L’Europa in questo momento ha un problema molto serio: lo svantaggio competitivo sui costi dell’energia rispetto ad altre aree del mondo. Non solo Cina ma anche Stati Uniti. Che possono attrarre aziende europee anche grazie a costi dell’energia che, al netto di pur ampie fluttuazioni, sono nettamente inferiori a quelli del Vecchio Continente.
GLI “AMICI” AMERICANI IRRITANO L”EUROPA
Gli americani, poi, hanno causato allarme e irritazione nei leader europei a causa della legge, voluta dall’Amministrazione Biden e approvata in agosto, nota col nome di Inflation Reduction Act (IRA), che destina sussidi verdi agli acquirenti di veicoli elettrici solo se assemblati negli Stati Uniti. Altri sussidi vanno a batterie prodotte negli USA o minerali estratti da paesi “amici”.
Forte irritazione europea, considerando ad esempio che la Germania offre sussidi ai veicoli elettrici venduti sul suo territorio a prescindere dalla provenienza.
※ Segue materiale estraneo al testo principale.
//! Entry and exit scoring rules.
//!
//! Rules are portfolio-agnostic and independent of each other: each one reads
//! the day's [`IndicatorBar`](crate::domain::IndicatorBar) (plus one other
//! specific value), awards its points, and optionally contributes a label.
//! The score is the plain sum of points; label order follows rule order.

pub mod entry;
pub mod exit;

pub use entry::{rvol_bonus, EntryRules, MAX_ENTRY_SCORE};
pub use exit::{ExitRules, MAX_EXIT_SCORE};

use serde::{Deserialize, Serialize};

/// Points and labels produced by one rule set for one day.
#[derive(Debug, Clone, Default, PartialEq, Serialize, Deserialize)]
pub struct RuleScore {
    pub score: f64,
    pub traits: Vec<String>,
}

impl RuleScore {
    /// Award `points` and record `label`.
    fn award(&mut self, points: f64, label: impl Into<String>) {
        self.score += points;
        self.traits.push(label.into());
    }
}
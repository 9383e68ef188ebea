//! Simple Moving Average (SMA).
//!
//! Mean of close prices over a trailing window, inclusive of the current bar.
//! Lookback: period - 1 (first valid value at index period-1).

use super::{trailing_mean, Indicator};
use crate::domain::Bar;

#[derive(Debug, Clone)]
pub struct Sma {
    period: usize,
    name: String,
}

impl Sma {
    pub fn new(period: usize) -> Self {
        assert!(period >= 1, "SMA period must be >= 1");
        Self {
            period,
            name: format!("sma_{period}"),
        }
    }
}

impl Indicator for Sma {
    fn name(&self) -> &str {
        &self.name
    }

    fn lookback(&self) -> usize {
        self.period.saturating_sub(1)
    }

    fn compute(&self, bars: &[Bar]) -> Vec<f64> {
        let closes: Vec<f64> = bars.iter().map(|b| b.close).collect();
        trailing_mean(&closes, self.period)
    }
}
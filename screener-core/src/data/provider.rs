//! Data provider trait and structured error types.
//!
//! The DataProvider trait abstracts over bar sources (Yahoo Finance, CSV
//! export, synthetic random walk) so the screen can swap implementations and
//! tests can feed fixed histories.

use chrono::NaiveDate;
use serde::{Deserialize, Serialize};
use thiserror::Error;

/// Raw daily OHLCV row from a data provider, before validation.
///
/// Missing cells are carried as `f64::NAN` (`null` when serialized); ingest
/// drops such rows.
#[derive(Debug, Clone, Copy, PartialEq, Serialize, Deserialize)]
pub struct RawBar {
    pub date: NaiveDate,
    #[serde(with = "nullable_f64")]
    pub open: f64,
    #[serde(with = "nullable_f64")]
    pub high: f64,
    #[serde(with = "nullable_f64")]
    pub low: f64,
    #[serde(with = "nullable_f64")]
    pub close: f64,
    #[serde(with = "nullable_f64")]
    pub volume: f64,
}

impl RawBar {
    pub fn ohlcv(&self) -> [f64; 5] {
        [self.open, self.high, self.low, self.close, self.volume]
    }
}

/// JSON has no NaN: write non-finite values as `null`, read `null` back as NaN.
mod nullable_f64 {
    use serde::{Deserialize, Deserializer, Serializer};

    pub fn serialize<S: Serializer>(value: &f64, s: S) -> Result<S::Ok, S::Error> {
        if value.is_finite() {
            s.serialize_f64(*value)
        } else {
            s.serialize_none()
        }
    }

    pub fn deserialize<'de, D: Deserializer<'de>>(d: D) -> Result<f64, D::Error> {
        Ok(Option::<f64>::deserialize(d)?.unwrap_or(f64::NAN))
    }
}

/// Structured error types for data operations.
///
/// Displayable as a single line in the CLI.
#[derive(Debug, Error)]
pub enum DataError {
    #[error("network unreachable: {0}")]
    NetworkUnreachable(String),

    #[error("rate limited by provider (retry after {retry_after_secs}s)")]
    RateLimited { retry_after_secs: u64 },

    #[error("response format changed: {0}")]
    ResponseFormatChanged(String),

    #[error("symbol not found: {symbol}")]
    SymbolNotFound { symbol: String },

    #[error("hard stop: data provider has blocked requests (circuit breaker tripped)")]
    CircuitBreakerTripped,

    #[error("missing required column '{column}'")]
    MissingColumn { column: String },

    #[error("cache error: {0}")]
    CacheError(String),

    #[error("csv error: {0}")]
    Csv(#[from] csv::Error),

    #[error("i/o error: {0}")]
    Io(#[from] std::io::Error),

    #[error("data error: {0}")]
    Other(String),
}

/// Result of a successful data fetch.
#[derive(Debug, Clone)]
pub struct FetchResult {
    pub symbol: String,
    pub bars: Vec<RawBar>,
    pub source: DataSource,
}

/// Where the data came from.
#[derive(Debug, Clone, Copy, PartialEq, Eq, Serialize, Deserialize)]
#[serde(rename_all = "snake_case")]
pub enum DataSource {
    YahooFinance,
    CsvImport,
    Synthetic,
    Cache,
}

impl std::fmt::Display for DataSource {
    fn fmt(&self, f: &mut std::fmt::Formatter<'_>) -> std::fmt::Result {
        let name = match self {
            DataSource::YahooFinance => "yahoo_finance",
            DataSource::CsvImport => "csv_import",
            DataSource::Synthetic => "synthetic",
            DataSource::Cache => "cache",
        };
        f.write_str(name)
    }
}

/// Trait for data providers.
///
/// Providers know nothing about the cache; `fetch::load_bars` layers it on top.
pub trait DataProvider: Send + Sync {
    /// Human-readable name of this provider.
    fn name(&self) -> &str;

    /// Fetch daily OHLCV bars for a symbol over an inclusive date range.
    fn fetch(&self, symbol: &str, start: NaiveDate, end: NaiveDate)
        -> Result<FetchResult, DataError>;

    /// Check if the provider is currently available (not rate-limited, not blocked).
    fn is_available(&self) -> bool;
}

/// Deterministic BLAKE3 hash over dated OHLCV rows, in the order given.
pub fn dataset_hash<I>(rows: I) -> String
where
    I: IntoIterator<Item = (NaiveDate, [f64; 5])>,
{
    let mut hasher = blake3::Hasher::new();
    for (date, values) in rows {
        hasher.update(date.to_string().as_bytes());
        for v in values {
            hasher.update(&v.to_le_bytes());
        }
    }
    hasher.finalize().to_hex().to_string()
}

#[cfg(test)]
mod tests {
    use super::*;

    fn raw(close: f64) -> RawBar {
        RawBar {
            date: NaiveDate::from_ymd_opt(2024, 1, 2).unwrap(),
            open: 40.0,
            high: 41.0,
            low: 39.0,
            close,
            volume: 1000.0,
        }
    }

    #[test]
    fn nan_roundtrips_through_json_as_null() {
        let json = serde_json::to_string(&raw(f64::NAN)).unwrap();
        assert!(json.contains("\"close\":null"));
        let back: RawBar = serde_json::from_str(&json).unwrap();
        assert!(back.close.is_nan());
        assert_eq!(back.open, 40.0);
    }

    #[test]
    fn dataset_hash_is_order_and_value_sensitive() {
        let a = raw(40.5);
        let b = RawBar {
            date: NaiveDate::from_ymd_opt(2024, 1, 3).unwrap(),
            ..raw(41.0)
        };
        let rows = |bars: &[RawBar]| {
            bars.iter()
                .map(|r| (r.date, r.ohlcv()))
                .collect::<Vec<_>>()
        };
        let h1 = dataset_hash(rows(&[a, b]));
        assert_eq!(h1, dataset_hash(rows(&[a, b])));
        assert_ne!(h1, dataset_hash(rows(&[b, a])));
        assert_ne!(h1, dataset_hash(rows(&[a, raw(40.6)])));
    }
}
Vedremo come evolverà questa frizione commerciale, sono in corso colloqui.
Se le aziende europee si troveranno a stabile svantaggio di costo sull’energia, oltre che strattonate a investire verso paesi “amici” che altrimenti le lascerebbero fuori dalla porta, i problemi domestici europei si accresceranno. Vero è che non è tutto semplicissimo, per gli investimenti esteri: il mercato del lavoro americano è “amichevole” per le aziende ma presenta tensioni non marginali e crescenti, legate alle sue attuali condizioni di pieno impiego e carenza di manodopera, specializzata e non, come anche a problemi “culturali”, ad esempio legati alla gestione della diversità.
In sintesi: si fa presto a parlare di friendshoring ma resta l’ineliminabile aspetto di competizione tra blocchi, e l’Europa rischia di dover scegliere il minore dei mali. Posizioni mercantiliste come quella tedesca appaiono oggi difficilmente sostenibili, e a Berlino ne sono consapevoli. Sono finiti i tempi dei dodici viaggi di Angela Merkel in Cina, con seguito di aziende tedesche.
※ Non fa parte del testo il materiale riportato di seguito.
//! Screener CLI: entry/exit signal screen for a single instrument.
//!
//! Commands:
//! - `screen`: fetch bars through the cache, evaluate and render once
//! - `watch`: repeat `screen` on a fixed interval
//! - `cache clear`: remove every cached bar file

mod logging;
mod render;

use anyhow::{bail, Context, Result};
use chrono::{NaiveDate, Utc};
use clap::{Args, Parser, Subcommand, ValueEnum};
use logging::LogFormat;
use render::Provenance;
use screener_core::data::{
    load_bars, BarCache, CircuitBreaker, CsvProvider, DataProvider, FetchRequest,
    SyntheticProvider, YahooProvider,
};
use screener_core::{screen, ScreenError, ScreenReport, ScreenerConfig};
use std::path::{Path, PathBuf};
use std::sync::Arc;
use std::time::Duration;
use tracing::{error, info};

#[derive(Parser)]
#[command(
    name = "screener",
    about = "Screener CLI — entry/exit signal screen for a single instrument"
)]
struct Cli {
    /// Log output format (logs go to stderr).
    #[arg(long, value_enum, global = true, default_value_t = LogFormat::Text)]
    log_format: LogFormat,

    /// Debug-level logging (overrides RUST_LOG).
    #[arg(short, long, global = true, default_value_t = false)]
    verbose: bool,

    #[command(subcommand)]
    command: Commands,
}

#[derive(Subcommand)]
enum Commands {
    /// Fetch, evaluate and render once.
    Screen(ScreenArgs),
    /// Re-run the screen on a fixed interval.
    Watch {
        #[command(flatten)]
        screen: ScreenArgs,

        /// Seconds between refreshes.
        #[arg(long, default_value_t = 3600)]
        interval_secs: u64,

        /// Stop after this many refreshes. Runs until interrupted if omitted.
        #[arg(long)]
        iterations: Option<u64>,
    },
    /// Cache management commands.
    Cache {
        #[command(subcommand)]
        action: CacheAction,
    },
}

#[derive(Subcommand)]
enum CacheAction {
    /// Remove every cached bar file.
    Clear {
        /// Cache directory.
        #[arg(long, default_value = "data/cache")]
        cache_dir: PathBuf,
    },
}

#[derive(Debug, Clone, Copy, PartialEq, Eq, ValueEnum)]
enum Source {
    Yahoo,
    Csv,
    Synthetic,
}

#[derive(Debug, Clone, Args)]
struct ScreenArgs {
    /// Path to a TOML config file.
    #[arg(long)]
    config: Option<PathBuf>,

    /// Instrument to screen (overrides the config file).
    #[arg(long)]
    ticker: Option<String>,

    /// Trailing days scored for entry.
    #[arg(long)]
    entry_window: Option<usize>,

    /// Trailing days scored for exit.
    #[arg(long)]
    exit_window: Option<usize>,

    /// Calendar days of history to request.
    #[arg(long)]
    lookback_days: Option<u32>,

    /// Last date of the requested range (YYYY-MM-DD). Defaults to today.
    #[arg(long)]
    end: Option<String>,

    /// Where bars come from.
    #[arg(long, value_enum, default_value_t = Source::Yahoo)]
    source: Source,

    /// CSV history file (required with --source csv).
    #[arg(long)]
    csv: Option<PathBuf>,

    /// Cache directory.
    #[arg(long, default_value = "data/cache")]
    cache_dir: PathBuf,

    /// Always fetch; never read or write the cache.
    #[arg(long, default_value_t = false)]
    no_cache: bool,

    /// Print the full report as JSON instead of tables.
    #[arg(long, default_value_t = false)]
    json: bool,

    /// Rows shown per table (0 = all). Defaults to the config value.
    #[arg(long)]
    rows: Option<usize>,
}

fn main() -> Result<()> {
    let cli = Cli::parse();
    logging::init_logging(cli.log_format, cli.verbose);

    match cli.command {
        Commands::Screen(args) => run_screen_cmd(&args),
        Commands::Watch {
            screen,
            interval_secs,
            iterations,
        } => run_watch_cmd(&screen, interval_secs, iterations),
        Commands::Cache { action } => match action {
            CacheAction::Clear { cache_dir } => run_cache_clear(&cache_dir),
        },
    }
}

/// Config file (or defaults) with command-line overrides applied, validated.
fn load_config(args: &ScreenArgs) -> Result<ScreenerConfig> {
    let mut config = match &args.config {
        Some(path) => ScreenerConfig::from_file(path)?,
        None => ScreenerConfig::default(),
    };

    if let Some(ticker) = &args.ticker {
        config.ticker = ticker.trim().to_uppercase();
    }
    if let Some(w) = args.entry_window {
        config.entry_window = w;
    }
    if let Some(w) = args.exit_window {
        config.exit_window = w;
    }
    if let Some(days) = args.lookback_days {
        config.lookback_days = days;
    }
    if let Some(rows) = args.rows {
        config.display_rows = rows;
    }

    config.validate()?;
    Ok(config)
}

fn build_provider(args: &ScreenArgs) -> Result<Box<dyn DataProvider>> {
    let provider: Box<dyn DataProvider> = match args.source {
        Source::Yahoo => {
            let circuit_breaker = Arc::new(CircuitBreaker::default_provider());
            Box::new(YahooProvider::new(circuit_breaker)?)
        }
        Source::Csv => {
            let Some(path) = &args.csv else {
                bail!("--source csv requires --csv PATH");
            };
            if !path.is_file() {
                bail!("CSV file not found: {}", path.display());
            }
            Box::new(CsvProvider::new(path))
        }
        Source::Synthetic => Box::new(SyntheticProvider),
    };
    Ok(provider)
}

fn parse_end(end: Option<&str>) -> Result<NaiveDate> {
    match end {
        Some(s) => NaiveDate::parse_from_str(s, "%Y-%m-%d")
            .with_context(|| format!("invalid --end date '{s}' (expected YYYY-MM-DD)")),
        None => Ok(chrono::Local::now().date_naive()),
    }
}

/// One full refresh: load bars, validate, evaluate.
fn refresh(
    provider: &dyn DataProvider,
    cache: Option<&BarCache>,
    config: &ScreenerConfig,
    end: NaiveDate,
) -> Result<(ScreenReport, Provenance)> {
    let request = FetchRequest {
        ticker: config.ticker.clone(),
        end,
        lookback_days: config.lookback_days,
        ttl: config.cache_ttl(),
    };

    let loaded = load_bars(provider, cache, &request, Utc::now()).map_err(ScreenError::from)?;
    let provenance = Provenance {
        source: loaded.source,
        from_cache: loaded.from_cache,
    };
    info!(
        ticker = %config.ticker,
        source = %loaded.source,
        from_cache = loaded.from_cache,
        start = %loaded.start,
        end = %loaded.end,
        rows = loaded.bars.len(),
        "bars loaded"
    );

    let report = screen::run_raw(&config.ticker, loaded.bars, config)?;
    Ok((report, provenance))
}

fn print_report(
    report: &ScreenReport,
    provenance: Provenance,
    json: bool,
    rows: usize,
) -> Result<()> {
    if json {
        println!("{}", render::render_json(report)?);
    } else {
        print!("{}", render::render_text(report, provenance, rows));
    }
    Ok(())
}

fn open_cache(args: &ScreenArgs) -> Option<BarCache> {
    (!args.no_cache).then(|| BarCache::new(&args.cache_dir))
}

fn run_screen_cmd(args: &ScreenArgs) -> Result<()> {
    let config = load_config(args)?;
    let provider = build_provider(args)?;
    let cache = open_cache(args);
    let end = parse_end(args.end.as_deref())?;

    let (report, provenance) = refresh(provider.as_ref(), cache.as_ref(), &config, end)?;
    print_report(&report, provenance, args.json, config.display_rows)
}

fn run_watch_cmd(args: &ScreenArgs, interval_secs: u64, iterations: Option<u64>) -> Result<()> {
    if interval_secs == 0 {
        bail!("--interval-secs must be >= 1");
    }
    let config = load_config(args)?;
    let provider = build_provider(args)?;
    let cache = open_cache(args);
    let interval = Duration::from_secs(interval_secs);

    let mut completed = 0u64;
    loop {
        // A fixed --end pins the range; otherwise every refresh ends today.
        let end = parse_end(args.end.as_deref())?;
        match refresh(provider.as_ref(), cache.as_ref(), &config, end) {
            Ok((report, provenance)) => {
                print_report(&report, provenance, args.json, config.display_rows)?;
            }
            Err(e) => error!(error = %format!("{e:#}"), "refresh failed"),
        }

        completed += 1;
        if iterations.is_some_and(|n| completed >= n) {
            return Ok(());
        }
        info!(next_in_secs = interval_secs, "waiting for next refresh");
        std::thread::sleep(interval);
        if !args.json {
            println!();
        }
    }
}

fn run_cache_clear(cache_dir: &Path) -> Result<()> {
    let cache = BarCache::new(cache_dir);
    let removed = cache.clear()?;
    println!("Removed {removed} cache file(s) from {}", cache.cache_dir().display());
    Ok(())
}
Al contempo, la prevalenza di interessi nazionali ostacola la creazione di poli europei. I rapporti franco-tedeschi sono in freddo, tra le altre cose, anche a causa della scelta del governo Scholz di comprare gli F35 americani. Dopo lo schiaffo dei sommergibili australiani, Emmanuel Macron resta estremamente sensibile al tema. Come dargli torto?
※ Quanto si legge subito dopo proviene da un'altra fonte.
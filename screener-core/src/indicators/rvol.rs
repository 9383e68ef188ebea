//! Relative volume (RVOL).
//!
//! rvol[t] = volume[t] / mean(volume[t-period+1 ..= t])
//!
//! The trailing mean includes the current bar. A zero mean volume leaves the
//! value undefined (NaN) rather than infinite.
//! Lookback: period - 1.

use super::{trailing_mean, Indicator};
use crate::domain::Bar;

#[derive(Debug, Clone)]
pub struct RelativeVolume {
    period: usize,
    name: String,
}

impl RelativeVolume {
    pub fn new(period: usize) -> Self {
        assert!(period >= 1, "RVOL period must be >= 1");
        Self {
            period,
            name: format!("rvol_{period}"),
        }
    }
}

impl Indicator for RelativeVolume {
    fn name(&self) -> &str {
        &self.name
    }

    fn lookback(&self) -> usize {
        self.period.saturating_sub(1)
    }

    fn compute(&self, bars: &[Bar]) -> Vec<f64> {
        let volumes: Vec<f64> = bars.iter().map(|b| b.volume).collect();
        trailing_mean(&volumes, self.period)
            .into_iter()
            .zip(&volumes)
            .map(|(mean, &volume)| {
                if mean.is_finite() && mean > 0.0 {
                    volume / mean
                } else {
                    f64::NAN
                }
            })
            .collect()
    }
}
LA GLOBALIZZAZIONE CAMBIA PELLE, L’ITALIETTA NON CI ARRIVA
La globalizzazione è morta? No, cambia pelle e viene compressa in blocchi, anche sulla base di motivazioni extra-economiche. Ciò implica duplicazione di costi nelle catene di fornitura e il costante rischio di trovarsi con investimenti da rottamare. Qualcuno ha detto: se la crisi con la Russia è la tempesta, i rapporti con la Cina sono il cambiamento climatico. E qui i negazionisti faranno una brutta fine.
Al contempo, gli americani si fanno gli affari loro, come è razionale attendersi, dietro la retorica del mondo libero. Nel frattempo, i super banchieri occidentali vanno a Hong Kong a dire che per loro la Cina resta un mercato imprescindibile. Come finirà?
Unica certezza, la tragica inadeguatezza dell’Italietta che, a chiacchiere della sua premier pro tempore aderisce alla logica di nearshoring e friendshoring, dopo che la medesima, in una vita precedente, aveva respinto trattati commerciali “occidentali”, preferendo chiedere di togliere le sanzioni alla Russia per l’invasione dell’Ucraina del 2014.
Al netto di ciò, sarebbe utile che i nostri leader pro tempore avessero consapevolezza che ogni friendshoring o creazione di campioni europei ha in sé una ineliminabile divisione del lavoro e un capo-filiera. Il cui stato di provenienza se ne frega serenamente di rimbrotti su presunte “condotte predatorie” di proprie aziende verso quelle del Belpaese. Ma questo lo sappiamo da sempre. Almeno noi, che non facciamo politica.